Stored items
---+---

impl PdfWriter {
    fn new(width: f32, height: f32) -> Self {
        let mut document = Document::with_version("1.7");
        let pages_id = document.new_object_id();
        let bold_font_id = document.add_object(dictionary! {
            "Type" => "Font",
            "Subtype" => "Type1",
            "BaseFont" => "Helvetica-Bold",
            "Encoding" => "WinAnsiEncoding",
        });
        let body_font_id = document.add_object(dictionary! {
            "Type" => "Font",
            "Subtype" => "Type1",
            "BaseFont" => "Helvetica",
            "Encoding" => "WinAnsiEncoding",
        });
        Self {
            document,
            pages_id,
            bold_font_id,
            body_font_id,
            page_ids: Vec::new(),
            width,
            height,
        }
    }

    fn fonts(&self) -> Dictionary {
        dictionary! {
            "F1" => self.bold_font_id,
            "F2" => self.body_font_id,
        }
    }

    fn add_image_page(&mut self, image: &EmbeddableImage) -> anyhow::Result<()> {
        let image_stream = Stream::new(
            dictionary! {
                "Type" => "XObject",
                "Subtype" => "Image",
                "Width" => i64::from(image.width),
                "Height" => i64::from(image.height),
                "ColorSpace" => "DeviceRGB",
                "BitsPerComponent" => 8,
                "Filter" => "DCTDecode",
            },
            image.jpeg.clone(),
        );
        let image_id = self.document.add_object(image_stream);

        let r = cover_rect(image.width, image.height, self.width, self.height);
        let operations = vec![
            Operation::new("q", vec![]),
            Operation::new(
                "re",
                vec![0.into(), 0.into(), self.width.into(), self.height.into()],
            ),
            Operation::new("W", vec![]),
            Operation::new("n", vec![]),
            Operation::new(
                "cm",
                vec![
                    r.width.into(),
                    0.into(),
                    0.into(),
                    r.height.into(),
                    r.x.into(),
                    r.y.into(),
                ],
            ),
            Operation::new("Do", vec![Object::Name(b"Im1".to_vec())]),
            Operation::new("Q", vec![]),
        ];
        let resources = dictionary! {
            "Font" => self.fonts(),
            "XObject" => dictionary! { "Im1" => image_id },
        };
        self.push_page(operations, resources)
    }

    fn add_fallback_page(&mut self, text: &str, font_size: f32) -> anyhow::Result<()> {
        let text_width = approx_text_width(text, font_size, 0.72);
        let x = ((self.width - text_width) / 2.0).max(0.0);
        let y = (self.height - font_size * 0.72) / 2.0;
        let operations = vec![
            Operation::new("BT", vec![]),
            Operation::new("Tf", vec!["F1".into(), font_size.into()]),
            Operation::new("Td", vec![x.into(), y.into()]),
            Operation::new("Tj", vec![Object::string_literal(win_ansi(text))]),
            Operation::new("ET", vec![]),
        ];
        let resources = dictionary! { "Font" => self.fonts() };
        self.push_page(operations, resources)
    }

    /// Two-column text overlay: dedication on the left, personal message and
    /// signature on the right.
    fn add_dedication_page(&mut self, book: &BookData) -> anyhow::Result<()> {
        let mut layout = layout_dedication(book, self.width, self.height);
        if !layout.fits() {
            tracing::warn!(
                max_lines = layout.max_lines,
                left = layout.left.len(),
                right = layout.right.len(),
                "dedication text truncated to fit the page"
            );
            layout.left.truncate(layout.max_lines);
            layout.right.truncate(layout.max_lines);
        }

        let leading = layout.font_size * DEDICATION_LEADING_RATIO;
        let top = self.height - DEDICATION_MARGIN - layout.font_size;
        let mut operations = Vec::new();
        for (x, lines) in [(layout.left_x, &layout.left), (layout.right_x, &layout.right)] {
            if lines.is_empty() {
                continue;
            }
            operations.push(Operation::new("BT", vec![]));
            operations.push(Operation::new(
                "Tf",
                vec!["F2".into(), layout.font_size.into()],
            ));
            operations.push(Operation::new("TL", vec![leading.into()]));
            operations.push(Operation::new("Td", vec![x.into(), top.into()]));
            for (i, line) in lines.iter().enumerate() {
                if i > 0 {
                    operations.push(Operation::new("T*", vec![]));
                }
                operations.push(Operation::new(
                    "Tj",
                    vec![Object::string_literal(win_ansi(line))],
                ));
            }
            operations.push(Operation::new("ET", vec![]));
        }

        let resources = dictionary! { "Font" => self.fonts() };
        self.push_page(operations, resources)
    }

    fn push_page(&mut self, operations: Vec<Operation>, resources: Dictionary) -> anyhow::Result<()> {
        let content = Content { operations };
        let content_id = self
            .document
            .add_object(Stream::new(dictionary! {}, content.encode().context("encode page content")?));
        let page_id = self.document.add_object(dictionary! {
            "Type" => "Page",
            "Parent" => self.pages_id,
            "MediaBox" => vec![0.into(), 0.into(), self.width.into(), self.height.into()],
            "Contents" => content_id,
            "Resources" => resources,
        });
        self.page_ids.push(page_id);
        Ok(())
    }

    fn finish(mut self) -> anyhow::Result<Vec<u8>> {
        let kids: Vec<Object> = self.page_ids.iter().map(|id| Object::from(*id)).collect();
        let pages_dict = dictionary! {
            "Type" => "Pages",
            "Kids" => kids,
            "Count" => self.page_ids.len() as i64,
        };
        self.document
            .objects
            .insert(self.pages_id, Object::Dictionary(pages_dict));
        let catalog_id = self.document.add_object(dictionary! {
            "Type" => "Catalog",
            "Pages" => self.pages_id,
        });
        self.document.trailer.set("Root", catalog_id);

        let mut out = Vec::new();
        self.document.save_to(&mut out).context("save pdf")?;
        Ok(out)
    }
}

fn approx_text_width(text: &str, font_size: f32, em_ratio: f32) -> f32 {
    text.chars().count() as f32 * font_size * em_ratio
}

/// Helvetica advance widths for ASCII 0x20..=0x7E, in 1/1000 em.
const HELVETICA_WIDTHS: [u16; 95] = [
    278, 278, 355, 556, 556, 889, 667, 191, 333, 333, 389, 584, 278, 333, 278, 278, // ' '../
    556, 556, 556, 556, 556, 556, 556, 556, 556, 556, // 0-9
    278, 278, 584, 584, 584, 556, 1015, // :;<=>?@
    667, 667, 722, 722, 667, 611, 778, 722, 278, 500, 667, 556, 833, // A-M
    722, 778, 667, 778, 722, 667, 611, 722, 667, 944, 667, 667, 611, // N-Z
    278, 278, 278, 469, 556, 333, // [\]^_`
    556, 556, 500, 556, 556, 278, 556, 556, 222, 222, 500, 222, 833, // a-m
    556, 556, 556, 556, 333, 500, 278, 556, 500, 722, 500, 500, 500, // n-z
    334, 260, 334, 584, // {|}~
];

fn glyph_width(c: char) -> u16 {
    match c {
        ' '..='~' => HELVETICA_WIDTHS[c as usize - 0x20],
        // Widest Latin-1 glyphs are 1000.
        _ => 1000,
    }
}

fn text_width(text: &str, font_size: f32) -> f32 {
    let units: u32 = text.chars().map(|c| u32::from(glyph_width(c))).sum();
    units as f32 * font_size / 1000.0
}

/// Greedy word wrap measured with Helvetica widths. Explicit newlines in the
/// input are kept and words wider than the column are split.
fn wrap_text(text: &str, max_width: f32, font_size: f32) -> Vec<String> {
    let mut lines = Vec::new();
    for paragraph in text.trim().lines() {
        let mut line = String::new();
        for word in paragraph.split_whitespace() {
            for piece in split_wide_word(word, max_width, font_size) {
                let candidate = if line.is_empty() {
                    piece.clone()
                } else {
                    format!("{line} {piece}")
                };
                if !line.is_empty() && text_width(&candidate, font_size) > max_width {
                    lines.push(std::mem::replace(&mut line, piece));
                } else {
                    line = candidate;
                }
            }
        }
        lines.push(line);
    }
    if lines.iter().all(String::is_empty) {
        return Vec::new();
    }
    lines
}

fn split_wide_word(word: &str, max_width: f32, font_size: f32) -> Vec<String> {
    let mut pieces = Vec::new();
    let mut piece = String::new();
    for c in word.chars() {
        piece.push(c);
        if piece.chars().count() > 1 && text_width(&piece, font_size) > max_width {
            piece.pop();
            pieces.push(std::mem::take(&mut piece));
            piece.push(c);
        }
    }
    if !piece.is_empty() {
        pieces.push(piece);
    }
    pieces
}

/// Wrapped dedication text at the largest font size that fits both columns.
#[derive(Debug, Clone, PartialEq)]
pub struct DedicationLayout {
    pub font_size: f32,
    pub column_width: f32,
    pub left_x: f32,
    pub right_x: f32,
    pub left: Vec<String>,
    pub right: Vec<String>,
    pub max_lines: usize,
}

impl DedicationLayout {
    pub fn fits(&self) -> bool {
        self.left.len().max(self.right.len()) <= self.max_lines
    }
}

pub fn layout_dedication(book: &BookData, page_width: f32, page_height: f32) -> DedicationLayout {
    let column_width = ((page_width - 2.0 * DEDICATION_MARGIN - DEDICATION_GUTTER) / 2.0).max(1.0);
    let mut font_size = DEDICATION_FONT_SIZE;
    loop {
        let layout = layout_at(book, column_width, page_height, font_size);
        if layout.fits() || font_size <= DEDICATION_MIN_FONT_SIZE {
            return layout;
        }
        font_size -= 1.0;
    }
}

---+---

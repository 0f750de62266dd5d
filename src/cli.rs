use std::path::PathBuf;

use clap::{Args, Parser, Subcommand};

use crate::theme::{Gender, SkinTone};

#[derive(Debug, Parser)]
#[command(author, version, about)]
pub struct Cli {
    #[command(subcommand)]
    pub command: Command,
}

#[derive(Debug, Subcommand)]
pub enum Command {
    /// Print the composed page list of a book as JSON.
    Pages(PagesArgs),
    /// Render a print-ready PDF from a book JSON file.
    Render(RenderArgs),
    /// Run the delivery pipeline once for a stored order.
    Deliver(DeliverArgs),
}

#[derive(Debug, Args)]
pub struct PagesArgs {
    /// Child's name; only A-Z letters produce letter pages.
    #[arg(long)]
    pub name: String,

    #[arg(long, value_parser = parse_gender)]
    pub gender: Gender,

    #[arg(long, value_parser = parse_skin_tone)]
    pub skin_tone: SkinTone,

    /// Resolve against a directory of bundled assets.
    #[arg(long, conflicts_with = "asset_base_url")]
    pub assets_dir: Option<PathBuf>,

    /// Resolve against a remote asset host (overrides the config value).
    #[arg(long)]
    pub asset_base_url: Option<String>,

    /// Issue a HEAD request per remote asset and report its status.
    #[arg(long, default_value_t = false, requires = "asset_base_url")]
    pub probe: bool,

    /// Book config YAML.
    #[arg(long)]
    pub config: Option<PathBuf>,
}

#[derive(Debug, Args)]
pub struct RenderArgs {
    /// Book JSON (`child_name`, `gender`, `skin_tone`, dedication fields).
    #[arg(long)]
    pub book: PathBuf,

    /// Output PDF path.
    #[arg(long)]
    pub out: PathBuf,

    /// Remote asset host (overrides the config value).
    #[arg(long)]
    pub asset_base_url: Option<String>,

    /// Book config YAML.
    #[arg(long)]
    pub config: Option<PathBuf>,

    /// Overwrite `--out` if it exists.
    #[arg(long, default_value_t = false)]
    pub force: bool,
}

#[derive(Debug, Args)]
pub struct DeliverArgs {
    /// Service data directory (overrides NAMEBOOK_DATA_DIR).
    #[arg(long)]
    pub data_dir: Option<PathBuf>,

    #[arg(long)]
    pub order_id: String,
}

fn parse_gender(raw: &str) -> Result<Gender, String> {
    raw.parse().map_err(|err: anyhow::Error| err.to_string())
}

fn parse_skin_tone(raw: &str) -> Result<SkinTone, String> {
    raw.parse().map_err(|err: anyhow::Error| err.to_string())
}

---+---

## Exercise:
Your task is to retype the entries verbatim, starting with the line that holds "use std::path::PathBuf;" and stopping after the line that holds "book JSON file.".

## Answer to this problem:
use std::path::PathBuf;

use clap::{Args, Parser, Subcommand};

use crate::theme::{Gender, SkinTone};

#[derive(Debug, Parser)]
#[command(author, version, about)]
pub struct Cli {
    #[command(subcommand)]
    pub command: Command,
}

#[derive(Debug, Subcommand)]
pub enum Command {
    /// Print the composed page list of a book as JSON.
    Pages(PagesArgs),
    /// Render a print-ready PDF from a book JSON file.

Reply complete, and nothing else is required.